The CMOS driver is generally balanced equally impedance driver to give equal load current for each state and equal rise/fall time. Yet from process limitations and differences in Pch. Nch will have differential offsets in Ron and Miller Capacitance at each state 0,1. This results in a spec for symmetry of the square wave for each version that also affects operating current and drive current variations.

Thus the standard way to define these variations is to use a fixed load C in the parameter tolerances. Smaller load C reduces risetime, but is not necessarily a max load or an optimal load. Smaller load C is necessary only for max f which is rated with "no load". Understand that slew rate currents come from the nearby decoupling cap are affected by load C which suppress the voltage ripple from affecting nearby circuits and radiated EMI in the loop area.

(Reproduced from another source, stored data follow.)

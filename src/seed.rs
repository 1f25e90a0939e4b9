//! Demo dataset loaded by the "seed" action on the reception screen.
//!
//! Mirrors the clinic's initial inserts: one clinic, two doctors, two
//! patients, one receptionist, the admin account and four appointments
//! spread over the given day.

use chrono::{NaiveDate, NaiveDateTime};
use serde::{Deserialize, Serialize};

use crate::models::{
    Account, Appointment, AppointmentStatus, Clinic, Doctor, Patient, Receptionist, Role,
};

/// Every collection of the store, built in one go.
#[derive(Debug, Clone, Default)]
pub struct DemoDataset {
    pub clinics: Vec<Clinic>,
    pub doctors: Vec<Doctor>,
    pub patients: Vec<Patient>,
    pub receptionists: Vec<Receptionist>,
    pub accounts: Vec<Account>,
    pub appointments: Vec<Appointment>,
}

/// Record counts after a seed, returned to the caller.
#[derive(Debug, Clone, Copy, PartialEq, Eq, Serialize, Deserialize)]
pub struct SeedSummary {
    pub clinics: usize,
    pub doctors: usize,
    pub patients: usize,
    pub receptionists: usize,
    pub accounts: usize,
    pub appointments: usize,
}

impl DemoDataset {
    pub fn summary(&self) -> SeedSummary {
        SeedSummary {
            clinics: self.clinics.len(),
            doctors: self.doctors.len(),
            patients: self.patients.len(),
            receptionists: self.receptionists.len(),
            accounts: self.accounts.len(),
            appointments: self.appointments.len(),
        }
    }
}

/// Builds the demo dataset with its appointments on `today`.
pub fn demo_dataset(today: NaiveDate) -> DemoDataset {
    let clinics = vec![Clinic {
        id: 1,
        name: "Clinitek Central".into(),
        address: "Av. Principal #123".into(),
        phone: "2222-3333".into(),
    }];

    let doctors = vec![
        Doctor {
            id: 1,
            name: "Dr. Juan Pérez".into(),
            specialty: "Cardiología".into(),
            phone: "7890-1234".into(),
        },
        Doctor {
            id: 2,
            name: "Dra. María Gómez".into(),
            specialty: "Pediatría".into(),
            phone: "7890-5678".into(),
        },
    ];

    let patients = vec![
        Patient::new(1, "Carlos López", "123456789")
            .with_phone("7777-8888")
            .with_email("carlos@mail.com"),
        Patient::new(2, "Ana Torres", "987654321")
            .with_phone("9999-0000")
            .with_email("ana@mail.com"),
    ];

    let receptionists = vec![Receptionist {
        id: 1,
        name: "Laura Sánchez".into(),
        phone: "2233-4455".into(),
    }];

    let accounts = vec![Account {
        id: 1,
        username: "admin".into(),
        password_hash: "admin".into(),
        role: Role::Admin,
        person_id: None,
    }];

    let slot = |h: u32, m: u32| -> NaiveDateTime {
        // Literal hours are in range, midnight is never used.
        today
            .and_hms_opt(h, m, 0)
            .unwrap_or_else(|| today.and_time(chrono::NaiveTime::MIN))
    };

    let appointments = vec![
        Appointment {
            id: 1,
            scheduled_at: slot(9, 0),
            doctor_id: 1,
            patient_id: 1,
            status: Some(AppointmentStatus::Pending),
        },
        Appointment {
            id: 2,
            scheduled_at: slot(10, 0),
            doctor_id: 2,
            patient_id: 2,
            status: Some(AppointmentStatus::Confirmed),
        },
        Appointment {
            id: 3,
            scheduled_at: slot(11, 30),
            doctor_id: 1,
            patient_id: 2,
            status: Some(AppointmentStatus::Pending),
        },
        Appointment {
            id: 4,
            scheduled_at: slot(14, 0),
            doctor_id: 2,
            patient_id: 1,
            status: Some(AppointmentStatus::Confirmed),
        },
    ];

    DemoDataset {
        clinics,
        doctors,
        patients,
        receptionists,
        accounts,
        appointments,
    }
}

Since \$dVc/dt = Ic/C \$ and CMOS \$Z_{ol}=V_{ol}/I_{ol}\$ for the Nch and likewise for the Pch \$Z_{oh}=(V_{DD}-V_{oh})/I_{oh}\$. These Z values = the RdsOn values are also Vdd/Vgs dependent which are often consistent within each family of devices rated at the same Vdd max lile 5.5V or 3.6V etc. but have wide process tolerances (25% to 50%)

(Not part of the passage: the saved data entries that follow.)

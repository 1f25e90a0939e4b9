//! API error types with structured JSON responses.

use axum::http::StatusCode;
use axum::response::{IntoResponse, Response};
use axum::Json;
use serde::Serialize;

use crate::core_state::CoreError;
use crate::models::ModelError;

/// Structured error response body for the reception screen.
#[derive(Debug, Serialize)]
pub struct ErrorBody {
    pub error: ErrorDetail,
}

#[derive(Debug, Serialize)]
pub struct ErrorDetail {
    pub code: &'static str,
    pub message: String,
}

/// API-level errors with HTTP status mapping.
#[derive(Debug, thiserror::Error)]
pub enum ApiError {
    #[error("Not found: {0}")]
    NotFound(String),
    #[error("Invalid request: {0}")]
    BadRequest(String),
    #[error("Internal error: {0}")]
    Internal(String),
}

impl IntoResponse for ApiError {
    fn into_response(self) -> Response {
        let (status, code, message) = match self {
            ApiError::NotFound(detail) => (StatusCode::NOT_FOUND, "NOT_FOUND", detail),
            ApiError::BadRequest(detail) => (StatusCode::BAD_REQUEST, "BAD_REQUEST", detail),
            ApiError::Internal(detail) => {
                tracing::error!(detail = detail.as_str(), "API internal error");
                (
                    StatusCode::INTERNAL_SERVER_ERROR,
                    "INTERNAL",
                    "An internal error occurred".to_string(),
                )
            }
        };

        let body = ErrorBody {
            error: ErrorDetail { code, message },
        };

        (status, Json(body)).into_response()
    }
}

impl From<CoreError> for ApiError {
    fn from(err: CoreError) -> Self {
        match err {
            CoreError::LockPoisoned => ApiError::Internal("lock poisoned".into()),
        }
    }
}

impl From<ModelError> for ApiError {
    fn from(err: ModelError) -> Self {
        ApiError::BadRequest(err.to_string())
    }
}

If the load Cin = 10 pF and asymmetry test std was 15 pF then how much trace length and thus capacitance can you work with to minimize? ( is the next question)

Background on stripline or PCB interconnects in general

Trace impedance over a ground plane is lower than without and thus higher capacitance ~ tp 0.5 pF /cm. This reduces emissions but unless it is a a high layer count with very thin FR4 gap or might be at least 120 Ohms, if track w/h = 2 then you are close to 50 Ohms which for a short track, reflections are not a problem, so neither is Zo, but radiated noise might be. So a ground plane is needed for control of emissions to reduce the current loop area. RdsOn near 25 ohms for 3.6V logic and 50 ohms for 5.5V logic. Capacitance is linear with track width when the gap to gnd plane is much smaller than width but when w/h ratio of track geometry is << 1 the pF /cm does not change much. Recall 1st, 2nd & 3rd order effects of a plane, line and point charge vs E-field

So for 4 layer boards consider for a trace width,w and 2nd layer gnd cap, h for w/h = 0.2mm/0.9mm the trace capacitance is 0.5 pF/ cm. Thus a direct connection with 5 pF trace capacitance is 10 cm!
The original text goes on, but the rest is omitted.